Et ne crois pas que ta noblesse puisse venir en aide à tes tendres sentiments ; l'Amour ne sait point obéir à d'antiques images. Et si tu laisses saisir la moindrea tracea de ta folie, ce nom glorieux sera bientôt la fable publique. Alors moi, qui ne trouve aucun remède à mes propres maux, je ne pourrai, malgré tes prières, soulager les tiens. Amants également malheureux d'une même beauté, nous serons réduits à épancher nos pleurs dans le sein l'un de l'autre.

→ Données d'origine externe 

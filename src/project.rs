use std::path::{Path, PathBuf};
use uuid::Uuid;

use crate::canvas::GridState;
use crate::components::history::{DEFAULT_MAX_HISTORY, HistoryManager};

/// Single open pattern.
pub struct Project {
    pub id: Uuid,
    pub grid: GridState,
    pub history: HistoryManager,
    /// `None` for unsaved/untitled patterns.
    pub path: Option<PathBuf>,
    pub is_dirty: bool,

    /// Display name (derived from path or "Untitled-X")
    pub name: String,
}

impl Default for Project {
    fn default() -> Self {
        Self::new_untitled(1, GridState::default().rows(), GridState::default().cols())
    }
}

impl Project {
    pub fn new_untitled(untitled_counter: usize, rows: usize, cols: usize) -> Self {
        Self {
            id: Uuid::new_v4(),
            grid: GridState::new(rows, cols),
            history: HistoryManager::new(DEFAULT_MAX_HISTORY),
            path: None,
            is_dirty: false,
            name: format!("Untitled-{}", untitled_counter),
        }
    }

    pub fn from_file(path: PathBuf, name: Option<String>, grid: GridState) -> Self {
        let name = name
            .filter(|n| !n.trim().is_empty())
            .unwrap_or_else(|| name_from_path(&path));

        Self {
            id: Uuid::new_v4(),
            grid,
            history: HistoryManager::new(DEFAULT_MAX_HISTORY),
            path: Some(path),
            is_dirty: false,
            name,
        }
    }

    pub fn mark_dirty(&mut self) {
        self.is_dirty = true;
    }

    pub fn mark_clean(&mut self) {
        self.is_dirty = false;
    }

    /// Remember where the pattern was saved and take the name from it.
    pub fn set_path(&mut self, path: PathBuf) {
        self.name = name_from_path(&path);
        self.path = Some(path);
    }

    /// Get the display title (name with dirty indicator)
    pub fn display_title(&self) -> String {
        if self.is_dirty {
            format!("{}*", self.name)
        } else {
            self.name.clone()
        }
    }
}

fn name_from_path(path: &Path) -> String {
    path.file_stem()
        .map(|s| s.to_string_lossy().to_string())
        .unwrap_or_else(|| "Unknown".to_string())
}

#[cfg(test)]
mod tests {
    use super::*;

    #[test]
    fn untitled_project_starts_clean() {
        let project = Project::new_untitled(3, 8, 9);
        assert_eq!(project.name, "Untitled-3");
        assert_eq!((project.grid.rows(), project.grid.cols()), (8, 9));
        assert!(!project.history.can_undo());
        assert_eq!(project.display_title(), "Untitled-3");
    }

    #[test]
    fn name_follows_path_and_dirty_flag_shows() {
        let mut project = Project::from_file(PathBuf::from("/tmp/scarf.json"), Some("  ".into()), GridState::default());
        assert_eq!(project.name, "scarf");
        project.mark_dirty();
        assert_eq!(project.display_title(), "scarf*");
        project.set_path(PathBuf::from("blanket.json"));
        project.mark_clean();
        assert_eq!(project.display_title(), "blanket");
    }
}
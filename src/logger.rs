//! Session logger: all log output goes to a single file in the OS data directory.
//!
//! The file is **truncated at each launch**, so it only ever holds the most
//! recent session.
//!
//! Log location:
//!   Windows:  `%APPDATA%\CrochetFE\crochetfe.log`
//!   Linux:    `~/.local/share/CrochetFE/crochetfe.log` (or `$XDG_DATA_HOME`)
//!   macOS:    `~/Library/Application Support/CrochetFE/crochetfe.log`
//!
//! Use the `log_info!` / `log_warn!` / `log_err!` macros anywhere in the crate.
//! Until [`init`] has run (library use, unit tests, the CLI before startup)
//! they are silent no-ops.

use std::fs::{self, File, OpenOptions};
use std::io::Write;
use std::path::PathBuf;
use std::sync::{Mutex, OnceLock};

static LOG_FILE: OnceLock<Mutex<File>> = OnceLock::new();

/// Write a raw line.  I/O errors are swallowed so logging never takes the
/// editor down.
pub fn write_line(line: &str) {
    if let Some(mutex) = LOG_FILE.get()
        && let Ok(mut file) = mutex.lock()
    {
        let _ = writeln!(file, "{}", line);
    }
}

/// Write a timestamped, level-tagged line.
pub fn write(level: &str, msg: &str) {
    if LOG_FILE.get().is_none() {
        return;
    }
    write_line(&format!("[{}] [{}] {}", chrono::Local::now().format("%H:%M:%S%.3f"), level, msg));
}

#[macro_export]
macro_rules! log_info {
    ($($arg:tt)*) => {
        $crate::logger::write("INFO", &format!($($arg)*))
    };
}

#[macro_export]
macro_rules! log_warn {
    ($($arg:tt)*) => {
        $crate::logger::write("WARN", &format!($($arg)*))
    };
}

#[macro_export]
macro_rules! log_err {
    ($($arg:tt)*) => {
        $crate::logger::write("ERROR", &format!($($arg)*))
    };
}

/// Initialise the session logger.  Call once at startup.
///
/// * Creates (or truncates) the log file.
/// * Installs a panic hook that writes the panic message to the log before
///   handing over to the default handler.
pub fn init() {
    let path = log_file_path();

    if let Some(parent) = path.parent() {
        let _ = fs::create_dir_all(parent);
    }

    let file = OpenOptions::new().create(true).write(true).truncate(true).open(&path);

    match file {
        Ok(f) => {
            let _ = LOG_FILE.set(Mutex::new(f));
        }
        Err(e) => {
            // Not fatal, the session just runs without a log.
            eprintln!("[logger] Failed to open log file {:?}: {}", path, e);
            return;
        }
    }

    write_line(&format!(
        "=== CrochetFE {} session started {} ===",
        env!("CARGO_PKG_VERSION"),
        chrono::Local::now().format("%Y-%m-%d %H:%M:%S")
    ));
    write_line(&format!("Log file: {}", path.display()));
    write_line("");

    let prev = std::panic::take_hook();
    std::panic::set_hook(Box::new(move |info| {
        write("PANIC", &info.to_string());
        prev(info);
    }));
}

fn log_file_path() -> PathBuf {
    data_dir().join("CrochetFE").join("crochetfe.log")
}

/// Platform data directory (without the app sub-folder).
fn data_dir() -> PathBuf {
    #[cfg(target_os = "windows")]
    {
        if let Ok(appdata) = std::env::var("APPDATA") {
            return PathBuf::from(appdata);
        }
    }
    #[cfg(target_os = "macos")]
    {
        if let Ok(home) = std::env::var("HOME") {
            return PathBuf::from(home).join("Library").join("Application Support");
        }
    }
    if let Ok(xdg) = std::env::var("XDG_DATA_HOME") {
        return PathBuf::from(xdg);
    }
    if let Ok(home) = std::env::var("HOME") {
        return PathBuf::from(home).join(".local").join("share");
    }
    // Last resort: current working directory
    PathBuf::from(".")
}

Cesse donc, ô Gallus, de vouloir éprouver ce que peut ma Cynthie ; on ne l'approche point impunément.

ELEGIE VI
A TULLUS

Non, Tullus, je ne crains point d'affronter avec toi les périls de l'Adriatique, et de diriger ma voile sur la mer Egée ; avec toi je pourrais gravir les monts Riphées et pénétrer jusqu'aux palais lointains de l'Aurore : mais Cynthie m'arrête par ses caresses et ses plaintes, par ses tendres prières et la pâleur de ses traits. Elle passe la nuit entière à me reprocher ses feux trahis ; elle ne croit plus aux dieux, puisque je l'abandonne ; déjà elle me retire son amour, elle me répète les menaces d'une amante plaintive à son amant volage. Comment tenir un instant contre ses plaintes ? Ah ! périsse l'indifférent qui peut aimer avec froideur ! Ne serait-ce pas payer trop cher le plaisir de connaître la docte cité d'Athènes, ou de visiter les antiques richesses de l'Asie, s'il me fallait voir Cynthie maudire ma voile qui s'éloigne, se déchirer le visage d'une main désespérée, redemander aux vents des baisers qui lui sont dus, et proclamer qu'il n'est rien de plus barbare qu'un amant infidèle ?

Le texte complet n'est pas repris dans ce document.